Le véhicule s’arrêta juste devant la barrière de sécurité de l’ambassade. Charles remercia le chauffeur, saisit le sabre et, en grimpant les marches trois par trois, il entra dans le bâtiment. Dans la chambre qui avait été préparée pour lui, en tant qu’employé temporaire de l’ambassade, il trouva son sac de voyage. Il en sortit son téléphone portable et l’alluma. Il avait un message de Christa :
« Ross n’est pas qui vous croyez ! »
Il resta longuement pensif. Il tirerait ça au clair. Mais à cet instant précis il voulait tenter quelque chose. Le paquet de Prague l’attendait, bien ficelé sur la table. Il l’ouvrit.
Il avait eu le temps, sur le trajet, d’étudier le second sabre. Il ne ressemblait pas du tout à celui qu’il avait vu sous ce même nom au musée de Burgos. Celui-ci avait un manche et une garde bien trop travaillés pour sa prétendue année de fabrication. Charles savait que ce modèle de sabre n’était pas fabriqué avant 1040. Si bien qu’il avait toujours été convaincu qu’il n’avait pas appartenu à Don Rodrigo de Bivar. Celui qu’il tenait à la main ressemblait bien à une épée du début du XIe siècle. Longue d’un mètre environ, munie d’une garde simple, en forme de croix, avec quelques ornements. Sur la longueur de sa lame, figurait le texte gravé qu’il avait déjà vu : « IO SOI TISONA FUE FECHA EN LA ERA DE MIL E QUARENTA », et de l’autre, « AVE MARIA ~ GRATIA PLENA ~ DOMINUS TECUM », l’extrait de l’Évangile de Luc, bien connu des catholiques. Ces deux inscriptions étaient identiques à celles de l’épée de Burgos. Comme l’autre épée, celle-ci portait aussi sur le fil de la lame le même mécanisme circulaire, sauf que les lamelles et les dents étaient orientées un peu différemment et les creux un peu décalés, s’il se souvenait bien.
Cela mit en branle les rouages du cerveau du professeur. C’était justement pour cela qu’il était tellement pressé de monter dans sa chambre.
Il sortit le sabre courbe de son paquet. Il le tira de son fourreau. Il croisa les deux épées en choisissant les deux anneaux comme point de contact. Il exerça un léger mouvement de cisaille pour que les lamelles entrent chacune dans le dispositif de l’autre. Un clic se fit entendre. Les épées étaient parfaitement soudées l’une à l’autre. Leurs pointes formaient une sorte de V retourné, sauf que, l’une des branches étant celle de Caliburn, elle était courbe. Les dents métalliques étaient face à face. Sur l’épée de Tolède il n’y en avait que deux, sur l’autre, quatre.
Charles sourit. « La Clé. L’acier est la clé. La pierre est la porte. » Il eut une révélation. Comment n’y avait-il pas pensé avant ?
« Caliburn. C’est-à-dire Excalibur. L’épée de la pierre. »

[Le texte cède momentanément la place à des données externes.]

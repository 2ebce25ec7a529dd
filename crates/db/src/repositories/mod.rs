use async_trait::async_trait;
use chrono::{DateTime, SecondsFormat, Utc};
use thiserror::Error;

use storefront_core::domain::product::{Product, ProductId};
use storefront_core::domain::session::{PasswordReset, Session};
use storefront_core::domain::user::{User, UserId, ViewHistoryEntry};
use storefront_core::errors::{ApplicationError, DomainError};

pub mod activity;
pub mod memory;
pub mod product;
pub mod session;
pub mod user;

pub use activity::SqlActivityRepository;
pub use memory::{
    InMemoryActivityRepository, InMemoryProductRepository, InMemorySessionRepository,
    InMemoryUserRepository,
};
pub use product::SqlProductRepository;
pub use session::SqlSessionRepository;
pub use user::SqlUserRepository;

#[derive(Debug, Error)]
pub enum RepositoryError {
    #[error("database error: {0}")]
    Database(#[from] sqlx::Error),
    #[error("decode error: {0}")]
    Decode(String),
    #[error("conflict: {0}")]
    Conflict(String),
}

impl From<RepositoryError> for ApplicationError {
    fn from(error: RepositoryError) -> Self {
        match error {
            RepositoryError::Conflict(message) => DomainError::Conflict(message).into(),
            other => ApplicationError::Persistence(other.to_string()),
        }
    }
}

/// Maps a unique-constraint violation to `Conflict`, everything else to `Database`.
pub(crate) fn classify_write_error(error: sqlx::Error, what: &str) -> RepositoryError {
    match &error {
        sqlx::Error::Database(db) if db.is_unique_violation() => {
            RepositoryError::Conflict(format!("{what} already exists"))
        }
        _ => RepositoryError::Database(error),
    }
}

/// Fixed-width UTC form; stored timestamps compare correctly as strings.
pub(crate) fn format_timestamp(value: DateTime<Utc>) -> String {
    value.to_rfc3339_opts(SecondsFormat::Nanos, true)
}

pub(crate) fn parse_timestamp(value: &str) -> Result<DateTime<Utc>, RepositoryError> {
    DateTime::parse_from_rfc3339(value)
        .map(|dt| dt.with_timezone(&Utc))
        .map_err(|e| RepositoryError::Decode(format!("invalid timestamp `{value}`: {e}")))
}

/// Catalog storage. `list` returns products in catalog (insertion) order.
#[async_trait]
pub trait ProductRepository: Send + Sync {
    async fn list(&self) -> Result<Vec<Product>, RepositoryError>;
    async fn find_by_id(&self, id: &ProductId) -> Result<Option<Product>, RepositoryError>;
    /// Inserts or replaces; a replaced product keeps its catalog position.
    async fn save(&self, product: Product) -> Result<(), RepositoryError>;
    async fn delete(&self, id: &ProductId) -> Result<bool, RepositoryError>;
    async fn count(&self) -> Result<u64, RepositoryError>;
}

#[async_trait]
pub trait UserRepository: Send + Sync {
    async fn find_by_id(&self, id: &UserId) -> Result<Option<User>, RepositoryError>;
    /// Case-insensitive.
    async fn find_by_email(&self, email: &str) -> Result<Option<User>, RepositoryError>;
    async fn find_by_username(&self, username: &str) -> Result<Option<User>, RepositoryError>;
    /// Fails with `Conflict` when the username or email is taken.
    async fn insert(&self, user: User) -> Result<(), RepositoryError>;
    async fn update(&self, user: User) -> Result<(), RepositoryError>;
}

#[async_trait]
pub trait SessionRepository: Send + Sync {
    async fn create(&self, session: Session) -> Result<(), RepositoryError>;
    async fn find(&self, token_digest: &str) -> Result<Option<Session>, RepositoryError>;
    async fn delete(&self, token_digest: &str) -> Result<bool, RepositoryError>;
    async fn delete_for_user(&self, user_id: &UserId) -> Result<u64, RepositoryError>;
    async fn purge_expired(&self, now: DateTime<Utc>) -> Result<u64, RepositoryError>;

    async fn create_reset(&self, reset: PasswordReset) -> Result<(), RepositoryError>;
    /// Removes and returns the grant, so a reset token works at most once.
    async fn take_reset(&self, token_digest: &str)
        -> Result<Option<PasswordReset>, RepositoryError>;
}

/// Per-user saved items and view history.
#[async_trait]
pub trait ActivityRepository: Send + Sync {
    async fn saved_items(&self, user_id: &UserId) -> Result<Vec<ProductId>, RepositoryError>;
    /// Idempotent; a re-save keeps the original position.
    async fn add_saved_item(
        &self,
        user_id: &UserId,
        product_id: &ProductId,
    ) -> Result<(), RepositoryError>;
    /// Idempotent.
    async fn remove_saved_item(
        &self,
        user_id: &UserId,
        product_id: &ProductId,
    ) -> Result<(), RepositoryError>;

    /// Most recent first.
    async fn view_history(&self, user_id: &UserId)
        -> Result<Vec<ViewHistoryEntry>, RepositoryError>;
    async fn replace_view_history(
        &self,
        user_id: &UserId,
        history: Vec<ViewHistoryEntry>,
    ) -> Result<(), RepositoryError>;
}
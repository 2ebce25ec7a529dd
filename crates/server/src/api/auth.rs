//! Bearer-session checks for user-scoped routes.

use axum::http::{header::AUTHORIZATION, HeaderMap};
use chrono::Utc;

use storefront_core::credentials::token_digest;
use storefront_core::domain::session::Session;
use storefront_core::domain::user::UserId;
use storefront_core::errors::DomainError;

use super::errors::ApiError;
use super::AppState;

/// Token from `Authorization: Bearer <token>`. A bare token without the scheme is accepted too.
pub fn bearer_token(headers: &HeaderMap) -> Option<&str> {
    let value = headers.get(AUTHORIZATION)?.to_str().ok()?;
    let token = value.trim_start().strip_prefix("Bearer ").unwrap_or(value).trim();
    (!token.is_empty()).then_some(token)
}

pub async fn current_session(state: &AppState, headers: &HeaderMap) -> Result<Session, ApiError> {
    let token = bearer_token(headers)
        .ok_or_else(|| DomainError::Unauthorized("authorization header required".to_string()))?;

    let session = state
        .sessions
        .find(&token_digest(token))
        .await?
        .ok_or_else(|| DomainError::Unauthorized("invalid or expired token".to_string()))?;

    if session.is_expired(Utc::now()) {
        state.sessions.delete(&session.token_digest).await?;
        return Err(DomainError::Unauthorized("invalid or expired token".to_string()).into());
    }

    Ok(session)
}

/// A valid session that belongs to `user_id`.
pub async fn authorize_user(
    state: &AppState,
    headers: &HeaderMap,
    user_id: &UserId,
) -> Result<Session, ApiError> {
    let session = current_session(state, headers).await?;
    if &session.user_id != user_id {
        return Err(DomainError::Forbidden(format!(
            "token does not grant access to user `{user_id}`"
        ))
        .into());
    }
    Ok(session)
}

#[cfg(test)]
mod tests {
    use axum::http::{header::AUTHORIZATION, HeaderMap, HeaderValue, StatusCode};
    use chrono::{Duration, Utc};
    use secrecy::ExposeSecret;

    use storefront_core::credentials::issue_token;
    use storefront_core::domain::session::Session;
    use storefront_core::domain::user::UserId;

    use super::{authorize_user, bearer_token};
    use crate::api::test_support::memory_state;

    fn headers(value: &str) -> HeaderMap {
        let mut headers = HeaderMap::new();
        headers.insert(AUTHORIZATION, HeaderValue::from_str(value).expect("header"));
        headers
    }

    #[test]
    fn bearer_prefix_is_optional() {
        assert_eq!(bearer_token(&headers("Bearer abc")), Some("abc"));
        assert_eq!(bearer_token(&headers("abc")), Some("abc"));
        assert_eq!(bearer_token(&headers("Bearer ")), None);
        assert_eq!(bearer_token(&HeaderMap::new()), None);
    }

    #[tokio::test]
    async fn session_must_match_path_user() {
        let state = memory_state();
        let issued = issue_token();
        let now = Utc::now();
        state
            .sessions
            .create(Session {
                token_digest: issued.digest.clone(),
                user_id: UserId::from("u-1"),
                created_at: now,
                expires_at: now + Duration::hours(1),
            })
            .await
            .expect("create session");
        let headers = headers(&format!("Bearer {}", issued.token.expose_secret()));

        assert!(authorize_user(&state, &headers, &UserId::from("u-1")).await.is_ok());
        let denied = authorize_user(&state, &headers, &UserId::from("u-2"))
            .await
            .expect_err("other user");
        assert_eq!(denied.status(), StatusCode::FORBIDDEN);
    }

    #[tokio::test]
    async fn expired_sessions_are_rejected_and_removed() {
        let state = memory_state();
        let issued = issue_token();
        let now = Utc::now();
        state
            .sessions
            .create(Session {
                token_digest: issued.digest.clone(),
                user_id: UserId::from("u-1"),
                created_at: now - Duration::hours(2),
                expires_at: now - Duration::hours(1),
            })
            .await
            .expect("create session");
        let headers = headers(&format!("Bearer {}", issued.token.expose_secret()));

        let error =
            authorize_user(&state, &headers, &UserId::from("u-1")).await.expect_err("expired");
        assert_eq!(error.status(), StatusCode::UNAUTHORIZED);
        assert!(state.sessions.find(&issued.digest).await.expect("find").is_none());
    }
}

À cet instant il fut convaincu que la pierre était celle, circulaire, de la salle d’entraînement de sa maison en Virginie. Et il obtenait ainsi la réponse à une question qu’il se posait depuis l’enfance. En dépit du fait que, sur les côtés, des épées avaient été plantées comme dans un présentoir, jamais aucune n’avait été posée perpendiculairement, alors que, il s’en souvenait bien, s’y trouvait là une encoche faite exprès. Il devait planter le sabre à cet endroit. C’était probablement ce que suggérait le dessin du globe terrestre traversé d’une épée, sur le mur, et qui était le symbole d’Interpol. L’illustration dans la cave était une sorte de carte, des instructions. Cela pouvait-il être aussi simple que cela ?
Au moment où les sabres s’étaient enclenchés en cliquetant, un bruit léger avait retenti près de la base de Tizona. Charles, trop préoccupé par l’imbrication parfaite des deux lames, n’avait pas remarqué ce bruit. Mais quand il les sépara pour les remettre dans leurs fourreaux chacun portant six blasons, il fut sur le point de lâcher la poignée de l’épée de Tolède. Il aperçut dans le manche une ouverture où se trouvait un morceau de papier jauni par les ans. Il le déplia avec impatience. Pas de langue étrangère, cette fois-ci. Pas de code non plus. Le texte était rédigé dans un anglais limpide, en caractères ordinaires. Il lut :
Vous passerez la porte sous le frontispice
Vous, demain, au lever du soleil.
Patientez jusqu’à l’heure de l’aube,
Car tout autre heure est funeste.
En ce jour de l’année plus long que tout autre
Quand 12 métiers se tiennent sous 12 portes,
Sous le zodiaque vous direz le mot juste,
180 tours, autrefois grandes, vous attendent.